Friday, Nov. 29, 1963
Cow College Conversion
Bossy cow cow Honey bee bee Oleomargarine oleobutterine Alfalfa--hey!
Only a cow college could boast a cheer like that, and only the University of California could boast a cow college like Davis. Northernmost of Cal's nine campuses, Davis is the M.I.T. of California agriculture.
Now, growing at a dizzy rate on the Central Valley flatlands near Sacramento, Davis aims to be something more: a first-rate university with a vast campus of 3,710 acres. Already it has 4,900 students and 300,000 books; soon it will triple both, becoming the rural rival of Cal's urban jewels, Berkeley and U.C.L.A.
"Cal Aggie Spirit." Davis began in 1905 as Berkeley's farm. Ag students went up there, 60 miles north, to practice planting and harvesting. As mass-farming grew, Davis trained managers and technicians; to broaden their education, it opened a liberal arts college in 1951. Then in 1959, to help accommodate California's burgeoning college population, Davis was spun off entirely from Berkeley to become a general university campus.

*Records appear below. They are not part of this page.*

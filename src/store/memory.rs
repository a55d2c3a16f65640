use crate::{
    data::student::{NewStudent, Student, StudentId, StudentPatch},
    error::{MissingStudentSnafu, RosterResult},
    store::StudentStore,
};
use async_trait::async_trait;
use futures::{
    StreamExt,
    stream::{self, BoxStream},
};
use snafu::OptionExt;
use std::collections::BTreeMap;
use tokio::sync::RwLock;

#[derive(Debug, Default)]
struct Inner {
    last_id: StudentId,
    students: BTreeMap<StudentId, Student>,
}

impl Inner {
    fn insert(&mut self, to_be_added: NewStudent) -> Student {
        self.last_id += 1;
        let student = to_be_added.into_student(self.last_id);
        self.students.insert(student.id, student.clone());
        student
    }
}

/// Keeps students for as long as the process lives.
#[derive(Debug, Default)]
pub struct MemoryStudentStore {
    inner: RwLock<Inner>,
}

impl MemoryStudentStore {
    pub fn new() -> Self {
        Self::default()
    }

    pub async fn len(&self) -> usize {
        self.inner.read().await.students.len()
    }

    pub async fn is_empty(&self) -> bool {
        self.len().await == 0
    }
}

#[async_trait]
impl StudentStore for MemoryStudentStore {
    async fn create(&self, to_be_added: NewStudent) -> RosterResult<Student> {
        let to_be_added = to_be_added.tidied()?;

        let student = self.inner.write().await.insert(to_be_added);
        info!(id = student.id, %student, "Created student");
        Ok(student)
    }

    async fn create_many(&self, to_be_added: Vec<NewStudent>) -> RosterResult<Vec<Student>> {
        let to_be_added = to_be_added
            .into_iter()
            .map(NewStudent::tidied)
            .collect::<Result<Vec<_>, _>>()?;

        let mut inner = self.inner.write().await;
        let created: Vec<_> = to_be_added.into_iter().map(|s| inner.insert(s)).collect();
        info!(n = created.len(), "Created students");
        Ok(created)
    }

    async fn get(&self, id: StudentId) -> RosterResult<Student> {
        self.inner
            .read()
            .await
            .students
            .get(&id)
            .cloned()
            .context(MissingStudentSnafu { id })
    }

    fn list(&self) -> BoxStream<'_, RosterResult<Student>> {
        //snapshot on first poll, so a long-running consumer doesn't hold the lock
        stream::once(async move {
            self.inner
                .read()
                .await
                .students
                .values()
                .cloned()
                .collect::<Vec<_>>()
        })
        .flat_map(|snapshot| stream::iter(snapshot.into_iter().map(Ok)))
        .boxed()
    }

    async fn update(&self, id: StudentId, patch: StudentPatch) -> RosterResult<Student> {
        let patch = patch.tidied()?;

        let mut inner = self.inner.write().await;
        let student = inner
            .students
            .get_mut(&id)
            .context(MissingStudentSnafu { id })?;
        patch.apply_to(student);

        debug!(id, %student, "Updated student");
        Ok(student.clone())
    }

    async fn delete(&self, id: StudentId) -> RosterResult<()> {
        let removed = self
            .inner
            .write()
            .await
            .students
            .remove(&id)
            .context(MissingStudentSnafu { id })?;

        info!(id, student = %removed, "Deleted student");
        Ok(())
    }
}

Davis now has graduate students in 118 fields, from art to range management to thermodynamics. A thriving new engineering college is keyed to California's thriving aerospace industry. By 1965, Davis will boast the world's largest colony of subhuman primates (10,000 animals for biomedical research) and a Big Science cyclotron costing $2,257,000. By 1970, it expects to have law and medical schools.
With its "Cal Aggie spirit"--corn-fed coeds, boys in cowboy boots, and an honored honor system--rural Davis seems almost anachronistic in the age of urban universities. That is precisely its pitch. "Our isolation is important," says genial Chancellor Emil Mrak, 62, a noted food technologist who used to teach at Berkeley. To justify his $10 million-a-year building program, Mrak has only to point at California's jammed cities and freeways. Davis appeals as an oasis--part farm, part suburbia--where everyone still knows everyone else. Cars are disdained in favor of bicycles, a 700-lb. pig snuffles outside the chancellor's window, new dormitories will house a comfortable 40 to 60 students, and the human-scale motto is "divide and congeal."
Space to Think. Davis is not about to drop its super-cow-college learning. Foreign students (a high 10% of enrollment) are there mainly for that purpose. California's $3 billion-a-year farm industry still needs trained talent. But Davis now has more than twice as many liberal arts students as regular aggies. Engineering enrollment has jumped 48% in the past year. Like all Cal campuses, Davis takes only the top 12% of California high school students (out-of-staters need a B+ average). One result: a new Phi Beta Kappa chapter. Another: Cal President Clark Kerr's own son attends Davis.
Cal's regents envision Davis as the cultural leader of the Central Valley. The English faculty is adorned with men such as Hart Crane Biographer Brom Weber and Critic-Short Story Writer William Van O'Connor. Music has avant-garde Composer Larry Austin, protege of Darius Milhaud. Painters Wayne Thiebaud and Roland Petersen help make Davis tops in art among Cal campuses. Drama boasts talented young acting students with a beard or two, and this year's visiting lecturer, Director Joseph Schildkraut, has already staged an excellent Peer Gynt. Symbolic of the times, the old Davis livestock judging barn is being remodeled as a Shakespearean theater.
"This place is really on the move," says a recent faculty newcomer from a top Eastern college. Says Critic O'Connor: "I've enjoyed my two years here a lot more than my 14 years at the University of Minnesota. These kids are bright, but they don't have any pseudo sophistication about them. They don't have to act bored." As for their teach ers, adds O'Connor, "Here you can really collect your thoughts."